(What you will do) What lines in the material hold the string "call"? Return every one of them.

----- Study material -----

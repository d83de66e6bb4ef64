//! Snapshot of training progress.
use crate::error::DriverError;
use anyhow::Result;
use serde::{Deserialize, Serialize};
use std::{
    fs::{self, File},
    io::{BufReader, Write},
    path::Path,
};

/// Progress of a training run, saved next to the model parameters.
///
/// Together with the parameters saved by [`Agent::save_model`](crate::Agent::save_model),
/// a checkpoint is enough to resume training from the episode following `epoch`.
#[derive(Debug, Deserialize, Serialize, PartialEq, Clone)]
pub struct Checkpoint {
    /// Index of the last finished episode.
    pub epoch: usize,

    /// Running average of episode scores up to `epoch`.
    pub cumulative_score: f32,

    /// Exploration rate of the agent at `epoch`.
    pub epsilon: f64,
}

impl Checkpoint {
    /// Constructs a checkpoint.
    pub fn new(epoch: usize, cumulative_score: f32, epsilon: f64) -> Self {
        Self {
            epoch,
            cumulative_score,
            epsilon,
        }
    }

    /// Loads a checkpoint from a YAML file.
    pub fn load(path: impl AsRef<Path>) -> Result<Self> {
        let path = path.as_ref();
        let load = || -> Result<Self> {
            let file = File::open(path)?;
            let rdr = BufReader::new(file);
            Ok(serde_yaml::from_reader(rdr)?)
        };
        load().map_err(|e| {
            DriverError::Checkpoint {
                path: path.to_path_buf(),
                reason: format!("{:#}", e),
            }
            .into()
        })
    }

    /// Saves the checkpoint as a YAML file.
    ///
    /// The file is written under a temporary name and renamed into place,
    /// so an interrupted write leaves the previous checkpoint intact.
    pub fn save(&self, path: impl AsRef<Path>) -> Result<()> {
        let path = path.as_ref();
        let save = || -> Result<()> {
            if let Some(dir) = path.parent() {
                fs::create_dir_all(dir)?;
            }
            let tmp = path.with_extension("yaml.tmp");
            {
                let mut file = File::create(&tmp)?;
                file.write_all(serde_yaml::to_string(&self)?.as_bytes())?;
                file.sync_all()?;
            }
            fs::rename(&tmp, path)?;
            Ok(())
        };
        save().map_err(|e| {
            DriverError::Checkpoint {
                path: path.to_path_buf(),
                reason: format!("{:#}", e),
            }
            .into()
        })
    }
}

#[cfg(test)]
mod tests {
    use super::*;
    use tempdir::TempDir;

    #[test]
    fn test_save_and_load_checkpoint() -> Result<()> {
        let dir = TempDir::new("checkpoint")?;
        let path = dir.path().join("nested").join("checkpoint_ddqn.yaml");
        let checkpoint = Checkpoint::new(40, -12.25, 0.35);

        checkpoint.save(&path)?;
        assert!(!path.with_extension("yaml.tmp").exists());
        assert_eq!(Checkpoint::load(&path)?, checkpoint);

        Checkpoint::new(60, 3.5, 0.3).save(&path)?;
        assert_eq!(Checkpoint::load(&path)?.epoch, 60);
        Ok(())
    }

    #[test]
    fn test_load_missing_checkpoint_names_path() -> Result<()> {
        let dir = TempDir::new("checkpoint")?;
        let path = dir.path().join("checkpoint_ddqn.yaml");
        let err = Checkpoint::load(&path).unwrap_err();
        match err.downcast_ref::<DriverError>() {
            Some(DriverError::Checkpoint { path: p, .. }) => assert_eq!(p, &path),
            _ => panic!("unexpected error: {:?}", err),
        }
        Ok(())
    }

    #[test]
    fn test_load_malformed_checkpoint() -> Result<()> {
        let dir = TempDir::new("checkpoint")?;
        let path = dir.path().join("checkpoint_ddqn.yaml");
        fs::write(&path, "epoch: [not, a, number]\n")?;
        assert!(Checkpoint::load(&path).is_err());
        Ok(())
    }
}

-----
----- Study material -----

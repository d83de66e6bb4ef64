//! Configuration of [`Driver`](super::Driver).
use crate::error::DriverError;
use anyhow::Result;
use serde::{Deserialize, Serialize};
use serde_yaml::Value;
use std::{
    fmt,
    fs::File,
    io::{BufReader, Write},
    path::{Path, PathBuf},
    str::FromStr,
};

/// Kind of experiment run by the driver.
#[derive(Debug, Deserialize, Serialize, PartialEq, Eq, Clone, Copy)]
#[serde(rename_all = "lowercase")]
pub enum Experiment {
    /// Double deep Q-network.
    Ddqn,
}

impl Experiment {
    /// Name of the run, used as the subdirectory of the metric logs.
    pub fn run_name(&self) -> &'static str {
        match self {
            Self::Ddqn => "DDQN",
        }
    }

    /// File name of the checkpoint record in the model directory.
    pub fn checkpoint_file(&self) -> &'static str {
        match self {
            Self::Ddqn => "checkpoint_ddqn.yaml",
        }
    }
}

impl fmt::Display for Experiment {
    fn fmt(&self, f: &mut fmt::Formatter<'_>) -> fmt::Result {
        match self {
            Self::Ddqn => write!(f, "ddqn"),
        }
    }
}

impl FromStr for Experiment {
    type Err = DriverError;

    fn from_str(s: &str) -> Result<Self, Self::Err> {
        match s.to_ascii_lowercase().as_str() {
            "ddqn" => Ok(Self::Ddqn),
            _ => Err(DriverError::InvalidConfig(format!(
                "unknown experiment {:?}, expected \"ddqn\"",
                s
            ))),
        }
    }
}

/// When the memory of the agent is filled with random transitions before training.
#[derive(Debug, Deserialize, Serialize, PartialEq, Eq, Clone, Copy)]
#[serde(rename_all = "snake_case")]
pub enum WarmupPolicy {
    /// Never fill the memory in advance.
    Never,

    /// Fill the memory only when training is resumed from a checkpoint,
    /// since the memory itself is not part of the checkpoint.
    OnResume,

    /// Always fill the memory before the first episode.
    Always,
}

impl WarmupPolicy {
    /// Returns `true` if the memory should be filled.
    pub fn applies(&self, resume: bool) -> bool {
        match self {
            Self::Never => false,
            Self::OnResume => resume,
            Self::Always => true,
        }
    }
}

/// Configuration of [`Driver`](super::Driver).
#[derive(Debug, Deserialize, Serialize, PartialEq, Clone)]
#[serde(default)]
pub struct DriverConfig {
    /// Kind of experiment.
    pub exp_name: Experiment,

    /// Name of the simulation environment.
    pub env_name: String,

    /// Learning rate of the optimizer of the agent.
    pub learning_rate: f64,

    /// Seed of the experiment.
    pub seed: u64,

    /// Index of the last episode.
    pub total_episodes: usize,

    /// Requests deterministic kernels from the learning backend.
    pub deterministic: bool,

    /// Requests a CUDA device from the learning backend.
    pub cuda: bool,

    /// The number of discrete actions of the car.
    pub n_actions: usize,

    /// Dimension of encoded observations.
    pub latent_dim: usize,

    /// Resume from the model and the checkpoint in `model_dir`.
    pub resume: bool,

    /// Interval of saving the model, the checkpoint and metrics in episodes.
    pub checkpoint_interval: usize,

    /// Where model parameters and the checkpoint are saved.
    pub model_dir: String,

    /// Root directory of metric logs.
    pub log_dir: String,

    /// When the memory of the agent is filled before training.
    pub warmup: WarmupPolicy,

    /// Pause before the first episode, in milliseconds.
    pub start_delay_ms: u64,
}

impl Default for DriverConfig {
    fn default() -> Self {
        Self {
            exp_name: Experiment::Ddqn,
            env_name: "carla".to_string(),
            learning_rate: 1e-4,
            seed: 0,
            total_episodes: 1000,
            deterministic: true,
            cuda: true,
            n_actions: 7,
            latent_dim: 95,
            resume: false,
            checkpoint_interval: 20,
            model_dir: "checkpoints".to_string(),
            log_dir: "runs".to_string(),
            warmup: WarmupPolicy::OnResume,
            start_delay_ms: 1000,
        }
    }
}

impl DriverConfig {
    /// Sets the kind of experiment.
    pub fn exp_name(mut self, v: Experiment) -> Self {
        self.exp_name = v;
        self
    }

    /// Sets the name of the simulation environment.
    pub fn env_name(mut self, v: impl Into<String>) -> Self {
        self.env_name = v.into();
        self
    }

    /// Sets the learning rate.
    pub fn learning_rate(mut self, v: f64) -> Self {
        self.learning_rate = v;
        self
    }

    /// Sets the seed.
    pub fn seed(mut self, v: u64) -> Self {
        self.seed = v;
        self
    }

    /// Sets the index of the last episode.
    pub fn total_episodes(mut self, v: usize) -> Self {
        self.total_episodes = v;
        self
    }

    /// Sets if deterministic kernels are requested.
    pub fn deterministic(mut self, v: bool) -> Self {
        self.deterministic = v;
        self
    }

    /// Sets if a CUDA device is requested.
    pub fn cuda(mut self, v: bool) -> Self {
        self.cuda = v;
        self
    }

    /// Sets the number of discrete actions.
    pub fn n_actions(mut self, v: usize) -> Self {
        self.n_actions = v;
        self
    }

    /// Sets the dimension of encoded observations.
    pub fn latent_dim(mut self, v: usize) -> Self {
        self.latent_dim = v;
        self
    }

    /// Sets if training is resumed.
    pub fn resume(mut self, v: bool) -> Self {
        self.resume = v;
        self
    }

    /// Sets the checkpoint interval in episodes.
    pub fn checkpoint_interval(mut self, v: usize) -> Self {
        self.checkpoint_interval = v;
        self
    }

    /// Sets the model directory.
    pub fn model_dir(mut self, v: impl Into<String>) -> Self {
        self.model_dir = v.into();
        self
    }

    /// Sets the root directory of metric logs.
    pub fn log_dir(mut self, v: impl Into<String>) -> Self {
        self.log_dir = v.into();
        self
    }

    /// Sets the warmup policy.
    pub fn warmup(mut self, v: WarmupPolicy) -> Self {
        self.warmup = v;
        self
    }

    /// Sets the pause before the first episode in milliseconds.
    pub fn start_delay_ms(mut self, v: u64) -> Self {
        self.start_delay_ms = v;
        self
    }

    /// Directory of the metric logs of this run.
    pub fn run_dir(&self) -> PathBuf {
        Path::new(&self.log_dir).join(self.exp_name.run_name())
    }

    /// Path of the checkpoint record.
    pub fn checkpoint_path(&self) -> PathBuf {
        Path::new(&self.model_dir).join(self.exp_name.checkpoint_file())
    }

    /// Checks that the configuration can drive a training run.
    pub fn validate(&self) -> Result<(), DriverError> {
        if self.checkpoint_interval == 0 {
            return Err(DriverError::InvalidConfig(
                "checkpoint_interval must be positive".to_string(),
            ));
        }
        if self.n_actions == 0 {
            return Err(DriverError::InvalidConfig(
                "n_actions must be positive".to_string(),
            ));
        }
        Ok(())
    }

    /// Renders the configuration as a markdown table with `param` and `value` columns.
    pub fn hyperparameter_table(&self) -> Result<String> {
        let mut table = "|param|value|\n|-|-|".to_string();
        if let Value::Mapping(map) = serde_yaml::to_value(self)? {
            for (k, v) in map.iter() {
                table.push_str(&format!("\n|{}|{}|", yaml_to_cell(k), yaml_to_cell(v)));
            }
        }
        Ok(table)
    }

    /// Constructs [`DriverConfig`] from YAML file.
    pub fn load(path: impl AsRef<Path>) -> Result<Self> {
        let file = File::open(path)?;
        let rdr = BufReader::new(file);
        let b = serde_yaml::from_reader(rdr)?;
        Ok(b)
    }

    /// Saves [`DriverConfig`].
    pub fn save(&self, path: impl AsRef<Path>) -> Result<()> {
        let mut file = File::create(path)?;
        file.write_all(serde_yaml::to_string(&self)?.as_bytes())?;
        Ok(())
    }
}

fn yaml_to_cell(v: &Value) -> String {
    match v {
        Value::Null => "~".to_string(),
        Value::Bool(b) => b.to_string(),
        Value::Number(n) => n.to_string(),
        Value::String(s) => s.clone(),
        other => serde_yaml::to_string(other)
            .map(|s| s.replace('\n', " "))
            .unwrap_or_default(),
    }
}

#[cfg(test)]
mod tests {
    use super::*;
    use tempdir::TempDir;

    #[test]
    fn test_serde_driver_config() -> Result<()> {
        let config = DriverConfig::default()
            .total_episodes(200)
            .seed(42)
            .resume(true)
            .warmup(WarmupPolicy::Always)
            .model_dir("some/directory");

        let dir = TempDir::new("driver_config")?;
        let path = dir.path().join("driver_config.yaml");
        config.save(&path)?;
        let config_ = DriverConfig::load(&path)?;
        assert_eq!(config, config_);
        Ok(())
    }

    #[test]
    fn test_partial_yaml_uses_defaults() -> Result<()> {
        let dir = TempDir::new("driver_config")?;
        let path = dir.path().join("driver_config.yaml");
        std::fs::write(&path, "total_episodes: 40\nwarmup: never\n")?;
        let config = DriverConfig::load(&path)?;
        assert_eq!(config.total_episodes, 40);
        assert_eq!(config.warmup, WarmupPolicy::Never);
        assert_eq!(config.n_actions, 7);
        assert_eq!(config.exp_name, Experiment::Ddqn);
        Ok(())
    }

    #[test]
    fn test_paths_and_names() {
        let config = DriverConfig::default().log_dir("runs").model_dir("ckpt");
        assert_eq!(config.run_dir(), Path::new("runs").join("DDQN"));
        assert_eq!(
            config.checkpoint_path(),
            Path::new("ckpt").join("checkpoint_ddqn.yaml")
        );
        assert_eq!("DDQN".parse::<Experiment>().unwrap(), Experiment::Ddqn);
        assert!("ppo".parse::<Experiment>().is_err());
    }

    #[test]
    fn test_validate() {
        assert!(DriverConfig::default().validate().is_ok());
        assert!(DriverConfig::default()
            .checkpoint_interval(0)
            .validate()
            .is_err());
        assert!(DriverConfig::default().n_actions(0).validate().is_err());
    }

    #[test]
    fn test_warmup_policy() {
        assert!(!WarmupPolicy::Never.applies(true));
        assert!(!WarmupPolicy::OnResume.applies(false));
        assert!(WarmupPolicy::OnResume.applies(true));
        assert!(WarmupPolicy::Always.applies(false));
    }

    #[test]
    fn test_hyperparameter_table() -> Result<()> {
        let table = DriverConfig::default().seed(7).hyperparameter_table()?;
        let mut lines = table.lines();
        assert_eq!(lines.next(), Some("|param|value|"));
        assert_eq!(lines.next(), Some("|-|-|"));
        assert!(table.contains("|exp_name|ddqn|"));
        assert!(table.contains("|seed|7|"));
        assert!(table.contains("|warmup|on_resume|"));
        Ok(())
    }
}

-----
----- Study material -----

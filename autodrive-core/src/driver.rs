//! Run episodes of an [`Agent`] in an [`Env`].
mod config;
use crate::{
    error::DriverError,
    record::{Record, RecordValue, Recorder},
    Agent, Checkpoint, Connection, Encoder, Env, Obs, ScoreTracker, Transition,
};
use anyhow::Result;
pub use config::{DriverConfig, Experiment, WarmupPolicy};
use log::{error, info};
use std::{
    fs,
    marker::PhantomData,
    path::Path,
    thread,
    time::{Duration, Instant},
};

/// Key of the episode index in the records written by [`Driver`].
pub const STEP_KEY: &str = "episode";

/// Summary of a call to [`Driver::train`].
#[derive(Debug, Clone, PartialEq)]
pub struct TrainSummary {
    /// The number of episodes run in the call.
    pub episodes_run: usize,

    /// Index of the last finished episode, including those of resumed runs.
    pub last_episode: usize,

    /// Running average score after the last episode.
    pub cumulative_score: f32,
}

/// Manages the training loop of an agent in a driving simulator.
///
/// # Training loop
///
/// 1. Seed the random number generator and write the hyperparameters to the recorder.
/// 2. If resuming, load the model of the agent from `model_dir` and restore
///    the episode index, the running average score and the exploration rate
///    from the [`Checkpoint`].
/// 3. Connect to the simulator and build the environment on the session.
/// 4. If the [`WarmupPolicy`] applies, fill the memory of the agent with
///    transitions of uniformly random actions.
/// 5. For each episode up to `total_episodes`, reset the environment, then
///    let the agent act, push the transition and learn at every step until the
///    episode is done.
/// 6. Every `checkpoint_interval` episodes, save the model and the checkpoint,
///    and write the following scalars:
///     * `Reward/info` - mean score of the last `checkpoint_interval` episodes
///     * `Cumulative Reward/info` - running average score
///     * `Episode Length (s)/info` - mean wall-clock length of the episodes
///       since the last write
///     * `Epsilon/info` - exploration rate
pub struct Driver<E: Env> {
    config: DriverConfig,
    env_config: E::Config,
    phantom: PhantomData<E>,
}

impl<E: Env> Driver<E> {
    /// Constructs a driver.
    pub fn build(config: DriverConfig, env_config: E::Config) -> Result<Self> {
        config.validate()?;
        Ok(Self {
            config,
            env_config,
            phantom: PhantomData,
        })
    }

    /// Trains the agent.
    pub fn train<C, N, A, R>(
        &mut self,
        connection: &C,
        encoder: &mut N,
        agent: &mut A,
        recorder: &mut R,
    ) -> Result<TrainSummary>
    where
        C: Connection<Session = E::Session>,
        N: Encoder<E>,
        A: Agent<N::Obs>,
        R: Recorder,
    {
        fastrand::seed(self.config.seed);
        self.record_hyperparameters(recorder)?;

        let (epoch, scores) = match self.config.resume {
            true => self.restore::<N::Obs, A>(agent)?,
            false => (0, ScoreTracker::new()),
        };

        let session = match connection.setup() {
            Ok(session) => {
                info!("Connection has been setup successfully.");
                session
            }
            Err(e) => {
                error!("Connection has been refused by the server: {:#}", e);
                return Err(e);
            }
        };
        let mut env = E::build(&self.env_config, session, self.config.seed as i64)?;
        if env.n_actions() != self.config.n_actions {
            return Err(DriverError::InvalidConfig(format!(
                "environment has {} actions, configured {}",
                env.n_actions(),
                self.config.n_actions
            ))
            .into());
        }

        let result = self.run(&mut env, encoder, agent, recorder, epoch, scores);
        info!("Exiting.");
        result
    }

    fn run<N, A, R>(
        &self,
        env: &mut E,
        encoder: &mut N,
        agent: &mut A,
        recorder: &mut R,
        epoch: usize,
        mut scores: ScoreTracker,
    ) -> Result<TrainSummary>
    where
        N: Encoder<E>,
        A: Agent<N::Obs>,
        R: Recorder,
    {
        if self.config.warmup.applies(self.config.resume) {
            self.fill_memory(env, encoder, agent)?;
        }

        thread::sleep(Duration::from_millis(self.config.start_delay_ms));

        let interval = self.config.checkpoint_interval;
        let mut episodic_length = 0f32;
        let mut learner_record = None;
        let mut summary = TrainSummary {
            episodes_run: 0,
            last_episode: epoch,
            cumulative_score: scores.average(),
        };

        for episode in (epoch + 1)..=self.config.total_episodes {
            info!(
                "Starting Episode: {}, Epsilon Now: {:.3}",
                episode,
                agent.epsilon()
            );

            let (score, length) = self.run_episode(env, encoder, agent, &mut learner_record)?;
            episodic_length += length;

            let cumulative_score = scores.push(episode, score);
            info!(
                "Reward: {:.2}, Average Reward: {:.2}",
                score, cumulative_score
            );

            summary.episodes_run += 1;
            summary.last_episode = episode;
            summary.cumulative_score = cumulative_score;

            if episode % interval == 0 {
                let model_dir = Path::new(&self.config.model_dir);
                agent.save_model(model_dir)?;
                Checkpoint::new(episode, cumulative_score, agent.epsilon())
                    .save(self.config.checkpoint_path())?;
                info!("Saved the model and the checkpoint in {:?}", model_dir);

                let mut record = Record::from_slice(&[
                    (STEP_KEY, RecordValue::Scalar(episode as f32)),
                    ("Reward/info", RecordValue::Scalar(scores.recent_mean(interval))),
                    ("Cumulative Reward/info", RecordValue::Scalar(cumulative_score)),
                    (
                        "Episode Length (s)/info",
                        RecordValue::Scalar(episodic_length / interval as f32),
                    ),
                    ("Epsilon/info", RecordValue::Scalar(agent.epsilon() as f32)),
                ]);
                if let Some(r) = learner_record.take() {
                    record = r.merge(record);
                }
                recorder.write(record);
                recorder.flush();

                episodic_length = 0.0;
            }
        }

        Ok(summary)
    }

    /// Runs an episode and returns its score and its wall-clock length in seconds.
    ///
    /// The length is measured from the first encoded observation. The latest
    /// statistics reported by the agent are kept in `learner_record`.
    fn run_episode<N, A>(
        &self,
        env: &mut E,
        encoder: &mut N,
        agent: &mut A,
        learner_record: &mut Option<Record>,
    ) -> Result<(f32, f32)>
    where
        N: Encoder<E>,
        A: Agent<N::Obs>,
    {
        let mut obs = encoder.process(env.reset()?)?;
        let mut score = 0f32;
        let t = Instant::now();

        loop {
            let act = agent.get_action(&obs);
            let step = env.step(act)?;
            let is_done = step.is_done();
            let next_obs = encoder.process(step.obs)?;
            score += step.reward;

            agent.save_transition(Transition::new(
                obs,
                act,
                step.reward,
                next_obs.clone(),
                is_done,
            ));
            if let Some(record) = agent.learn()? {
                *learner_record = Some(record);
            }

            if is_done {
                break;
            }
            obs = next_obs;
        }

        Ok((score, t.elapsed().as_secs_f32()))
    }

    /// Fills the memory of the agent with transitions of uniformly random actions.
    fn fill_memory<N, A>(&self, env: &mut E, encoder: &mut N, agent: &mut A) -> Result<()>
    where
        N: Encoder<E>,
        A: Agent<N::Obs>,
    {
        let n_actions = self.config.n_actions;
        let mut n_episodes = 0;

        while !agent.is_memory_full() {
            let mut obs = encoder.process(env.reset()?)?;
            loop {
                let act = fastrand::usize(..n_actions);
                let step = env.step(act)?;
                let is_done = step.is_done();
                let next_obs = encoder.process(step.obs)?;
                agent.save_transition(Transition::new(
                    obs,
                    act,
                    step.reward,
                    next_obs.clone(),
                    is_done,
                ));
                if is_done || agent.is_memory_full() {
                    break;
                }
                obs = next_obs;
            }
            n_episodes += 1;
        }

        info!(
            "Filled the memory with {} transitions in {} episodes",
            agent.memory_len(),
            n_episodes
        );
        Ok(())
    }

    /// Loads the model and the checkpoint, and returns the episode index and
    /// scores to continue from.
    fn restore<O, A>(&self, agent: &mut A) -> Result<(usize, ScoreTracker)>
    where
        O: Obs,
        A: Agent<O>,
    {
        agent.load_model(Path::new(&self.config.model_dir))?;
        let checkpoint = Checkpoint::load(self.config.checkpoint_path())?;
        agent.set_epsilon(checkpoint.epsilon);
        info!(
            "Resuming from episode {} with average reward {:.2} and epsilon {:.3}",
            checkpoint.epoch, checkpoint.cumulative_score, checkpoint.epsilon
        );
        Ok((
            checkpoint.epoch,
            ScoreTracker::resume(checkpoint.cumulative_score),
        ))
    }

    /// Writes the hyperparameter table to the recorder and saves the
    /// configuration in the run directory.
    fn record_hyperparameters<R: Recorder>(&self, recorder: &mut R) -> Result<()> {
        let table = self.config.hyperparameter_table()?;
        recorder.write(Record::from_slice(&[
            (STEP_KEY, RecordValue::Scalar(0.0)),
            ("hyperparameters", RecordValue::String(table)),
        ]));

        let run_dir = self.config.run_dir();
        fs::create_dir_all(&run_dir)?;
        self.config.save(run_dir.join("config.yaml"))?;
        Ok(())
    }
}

-----

(Response below)
/// Summary of a call to [`Driver::train`].
    /// The number of episodes run in the call.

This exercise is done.